Il quinto capitolo di Davide Caselli, Maria Dodaro e Valentina Moiso si confronta con un’altra tendenza generale, quella alla finanziarizzazione del welfare e della vita quotidiana. Lo sguardo è principalmente rivolto alle tendenze di lungo corso, che vedono non solo un’espansione dei servizi e dei prodotti finanziari tra fasce sempre più ampie della popolazione e in ambiti centrali del welfare pubblico (come le pensioni o la sanità), ma anche il ruolo crescente di attori finanziari nella definizione delle politiche sociali, consolidatosi durante la pandemia. Il capitolo si concentra sul ruolo di questi attori, sulla diffusione di specifiche razionalità economico-finanziarie che contraddistinguono le iniziative di inclusione ed educazione finanziaria rilanciate durante la pandemia, e su alcune strategie di innovazione finanziaria della società civile. Da queste tre angolature il capitolo discute il modo in cui i processi di finanziarizzazione non solo rafforzano il primato del mercato come principio ordinatore della vita quotidiana, ma si saldano alle trasformazioni del welfare che abbiamo precedentemente discusso, in particolare alle dinamiche di responsabilizzazione, desocializzazione e depoliticizzazione.

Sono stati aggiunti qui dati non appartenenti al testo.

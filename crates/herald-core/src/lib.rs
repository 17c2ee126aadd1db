pub mod assets;
pub mod config;
pub mod diagnostics;
pub mod editor;
pub mod envelope;
pub mod fingerprint;
pub mod fixtures;
pub mod mixdown;
pub mod model;
pub mod settings;
pub mod time;
pub mod timeline;
pub mod waveform;

pub use assets::{
    AudioAnalysis, AudioAssetEntry, AudioWaveformColumns, DecodedAudio, analyze_audio_file,
    analyze_audio_file_with_cache, decode_audio_bytes, decode_audio_file, scan_audio_assets,
};
pub use config::HeraldConfig;
pub use diagnostics::{TelemetryGuard, init_tracing};
pub use editor::{EditorError, MixEditor, MixPatch, MixSnapshot};
pub use envelope::{EnvelopePolicy, FadeCurve, FadeInScope, MixEnvelope, tts_gain};
pub use fingerprint::{MixFingerprint, generate_fingerprint};
pub use mixdown::{MixedAudio, export_mp3, export_wav, mix_tracks, render_mix};
pub use model::{
    AudioSegment, BgmSettings, FadeSpec, GenerationRecord, MixParams, ReviewState, TrackRole,
};
pub use settings::MixSettings;
pub use timeline::{
    SegmentLayout, TimeTick, TimelineInput, TimelineLayout, TimelineOptions, compute_layout,
};
pub use waveform::{
    ColumnStroke, WaveformColumn, WaveformRender, WaveformRenderOptions, reduce_waveform,
    render_waveform,
};
use herald_core::waveform::{
    WaveformRenderOptions, reduce_waveform, render_waveform, samples_per_column,
};
use proptest::prelude::*;

fn sine(frames: usize) -> Vec<f32> {
    (0..frames)
        .map(|frame| (frame as f32 * 0.05).sin() * 0.8)
        .collect()
}

#[test]
fn first_column_covers_first_ten_samples() {
    let mut samples = vec![0.0_f32; 1_000];
    samples[9] = 0.75;
    samples[10] = -0.9;

    assert_eq!(samples_per_column(samples.len(), 100), 10);
    let columns = reduce_waveform(&samples, 100);
    assert_eq!(columns.len(), 100);
    assert_eq!(columns[0].max_amplitude, 0.75);
    assert_eq!(columns[0].min_amplitude, 0.0);
    assert_eq!(columns[1].min_amplitude, -0.9);
    assert!((columns[1].amplitude - 0.9).abs() < 1e-6);
}

#[test]
fn zero_width_or_height_is_a_no_op() {
    let samples = sine(256);
    assert!(reduce_waveform(&samples, 0).is_empty());
    assert!(render_waveform(&samples, 0, 64, &WaveformRenderOptions::default()).is_blank());
    assert!(render_waveform(&samples, 64, 0, &WaveformRenderOptions::default()).is_blank());
}

#[test]
fn remainder_samples_past_last_column_are_ignored() {
    let mut samples = vec![0.1_f32; 105];
    samples[104] = 1.0;
    let columns = reduce_waveform(&samples, 10);
    assert_eq!(columns.len(), 10);
    assert!(columns.iter().all(|column| (column.amplitude - 0.1).abs() < 1e-6));
}

proptest! {
    #![proptest_config(ProptestConfig {
        cases: 128,
        .. ProptestConfig::default()
    })]

    #[test]
    fn reduction_is_deterministic(
        samples in prop::collection::vec(-1.0f32..=1.0, 0..4_096),
        width in 1usize..512,
    ) {
        prop_assert_eq!(reduce_waveform(&samples, width), reduce_waveform(&samples, width));
    }

    #[test]
    fn column_count_is_bounded(
        samples in prop::collection::vec(-1.0f32..=1.0, 1..4_096),
        width in 1usize..512,
    ) {
        let columns = reduce_waveform(&samples, width);
        prop_assert!(columns.len() <= width);
        prop_assert_eq!(columns.len(), width.min(samples.len()));
        for (index, column) in columns.iter().enumerate() {
            prop_assert_eq!(column.column_index, index);
        }
    }

    #[test]
    fn amplitudes_stay_in_range(
        samples in prop::collection::vec(-1.0f32..=1.0, 1..2_048),
        width in 1usize..256,
        height in 1usize..400,
    ) {
        let render = render_waveform(&samples, width, height, &WaveformRenderOptions::default());
        for column in &render.columns {
            prop_assert!((0.0..=1.0).contains(&column.amplitude));
            prop_assert!((0.0..=1.0).contains(&column.rms_amplitude));
            prop_assert!(column.min_amplitude <= column.max_amplitude);
            prop_assert!(column.amplitude + 1e-6 >= column.rms_amplitude);
        }
        for stroke in &render.strokes {
            prop_assert!(stroke.top_y >= render.center_y * 0.15 - 1e-3);
            prop_assert!(stroke.bottom_y <= render.center_y * 1.85 + 1e-3);
        }
    }
}
use herald_core::{
    envelope::{
        EnvelopePolicy, FadeCurve, FadeInScope, MAX_ENVELOPE_SAMPLES, MixEnvelope, tts_gain,
    },
    model::FadeSpec,
};
use proptest::prelude::*;

#[test]
fn gain_at_leading_start_is_silent_then_full_after_fade() {
    let envelope = MixEnvelope::new(-5.0, 15.0, FadeSpec::new(2.0, 2.0));
    assert_eq!(envelope.gain(-5.0), 0.0);
    assert_eq!(envelope.gain(-3.0), 1.0);
}

#[test]
fn zero_fade_in_never_ramps() {
    let envelope = MixEnvelope::new(-5.0, 15.0, FadeSpec::new(0.0, 2.0));
    for time in [-5.0, -4.9, -4.0, 0.0, 7.0] {
        assert_eq!(envelope.gain(time), 1.0, "gain at {time}");
    }
}

#[test]
fn fade_out_reaches_zero_at_bgm_end() {
    let envelope = MixEnvelope::new(0.0, 20.0, FadeSpec::new(0.0, 4.0));
    assert_eq!(envelope.gain(16.0), 1.0);
    assert!((envelope.gain(18.0) - 0.5).abs() < 1e-12);
    assert_eq!(envelope.gain(20.0), 0.0);
}

#[test]
fn zero_length_bgm_is_always_silent() {
    let envelope = MixEnvelope::new(0.0, 0.0, FadeSpec::new(1.0, 1.0));
    assert_eq!(envelope.gain(0.0), 0.0);
    assert_eq!(envelope.start_seconds(), envelope.end_seconds());
}

fn policies() -> impl Strategy<Value = EnvelopePolicy> {
    (
        prop_oneof![Just(FadeCurve::Linear), Just(FadeCurve::EqualPower)],
        prop_oneof![Just(FadeInScope::Always), Just(FadeInScope::LeadingOnly)],
    )
        .prop_map(|(curve, fade_in_scope)| EnvelopePolicy {
            curve,
            fade_in_scope,
        })
}

proptest! {
    #![proptest_config(ProptestConfig {
        cases: 256,
        .. ProptestConfig::default()
    })]

    #[test]
    fn gain_is_zero_outside_bgm_span(
        offset in -60.0f64..60.0,
        duration in 0.0f64..120.0,
        fade_in in 0.0f64..10.0,
        fade_out in 0.0f64..10.0,
        before in 0.0f64..50.0,
        after in 0.0f64..50.0,
        policy in policies(),
    ) {
        let envelope = MixEnvelope::with_policy(offset, duration, FadeSpec::new(fade_in, fade_out), policy);
        prop_assert_eq!(envelope.gain(offset - before - 1e-6), 0.0);
        prop_assert_eq!(envelope.gain(offset + duration + after), 0.0);
    }

    #[test]
    fn gain_stays_in_unit_range(
        offset in -60.0f64..60.0,
        duration in 0.0f64..120.0,
        fade_in in 0.0f64..10.0,
        fade_out in 0.0f64..10.0,
        position in 0.0f64..1.0,
        policy in policies(),
    ) {
        let envelope = MixEnvelope::with_policy(offset, duration, FadeSpec::new(fade_in, fade_out), policy);
        let gain = envelope.gain(offset + duration * position);
        prop_assert!((0.0..=1.0).contains(&gain));
    }

    #[test]
    fn ramp_boundaries_hold_for_non_overlapping_fades(
        offset in -30.0f64..30.0,
        fade_in in 0.5f64..5.0,
        fade_out in 0.5f64..5.0,
        plateau in 0.5f64..60.0,
    ) {
        let duration = fade_in + fade_out + plateau;
        let envelope = MixEnvelope::new(offset, duration, FadeSpec::new(fade_in, fade_out));
        prop_assert_eq!(envelope.gain(offset), 0.0);
        prop_assert!((envelope.gain(offset + fade_in) - 1.0).abs() < 1e-9);
        prop_assert_eq!(envelope.gain(offset + duration), 0.0);
        prop_assert!((envelope.gain(offset + duration - fade_out) - 1.0).abs() < 1e-9);
    }

    #[test]
    fn sampling_is_bounded_for_any_step(
        offset in -60.0f64..60.0,
        duration in 0.0f64..7_200.0,
        step_exponent in -12.0f64..1.0,
    ) {
        let envelope = MixEnvelope::new(offset, duration, FadeSpec::new(2.0, 2.0));
        let samples = envelope.sample(10f64.powf(step_exponent));

        prop_assert!(!samples.is_empty());
        prop_assert!(samples.len() <= MAX_ENVELOPE_SAMPLES);
        prop_assert_eq!(samples[0].time_seconds, offset.min(0.0));
        prop_assert!(samples.windows(2).all(|pair| pair[0].time_seconds < pair[1].time_seconds));
        prop_assert!(samples.iter().all(|sample| (0.0..=1.0).contains(&sample.gain)));
    }

    #[test]
    fn speech_gain_is_unity_everywhere(time in -1_000.0f64..1_000.0) {
        prop_assert_eq!(tts_gain(time), 1.0);
    }
}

Sul piano delle disuguaglianze territoriali, che riflettono quelle sociali più ampie, si muove invece il sesto capitolo di Michela Voglino e Simone Tosi. Il tema è affrontato da un punto di osservazione specifico che è quello delle rappresentazioni delle periferie e delle politiche che si concentrano su questi contesti. Gli autori, muovendo dall’acceso dibattito
{p. 22}sulla vita urbana e le disuguaglianze sociospaziali esploso con i primi lockdown, discutono di questi territori storicamente nati per ospitare «i newcomers in cerca di cittadinanza» (cfr. infra, p. 104). Gli autori mostrano come nel tempo la periferia sia stata progressivamente riconcettualizzata come indicatore spaziale del disagio, della carenza, della marginalità sociale oltre che geografica. La pandemia ha da questo punto di vista costituito una grande occasione per una riflessione sui modelli abitativi, sui luoghi di lavoro, sullo spazio (sia privato sia pubblico spesso carente) delle relazioni sociali. Il rinnovato interesse per le periferie, secondo gli autori, si è tuttavia tradotto in scelte relative alla città depoliticizzate che invisibilizzano il legame tra questione sociale e questione urbana. Una dinamica che Voglino e Tosi riscontrano nel tentativo di «sbarazzarsi» della periferia e del concetto stesso, senza tuttavia risolvere – ma dislocando – i problemi sociali (disoccupazione, precarietà lavorativa, povertà, tensioni etniche ecc.) che ancora oggi, come ieri, danno forma ad una domanda insoddisfatta di cittadinanza sociale.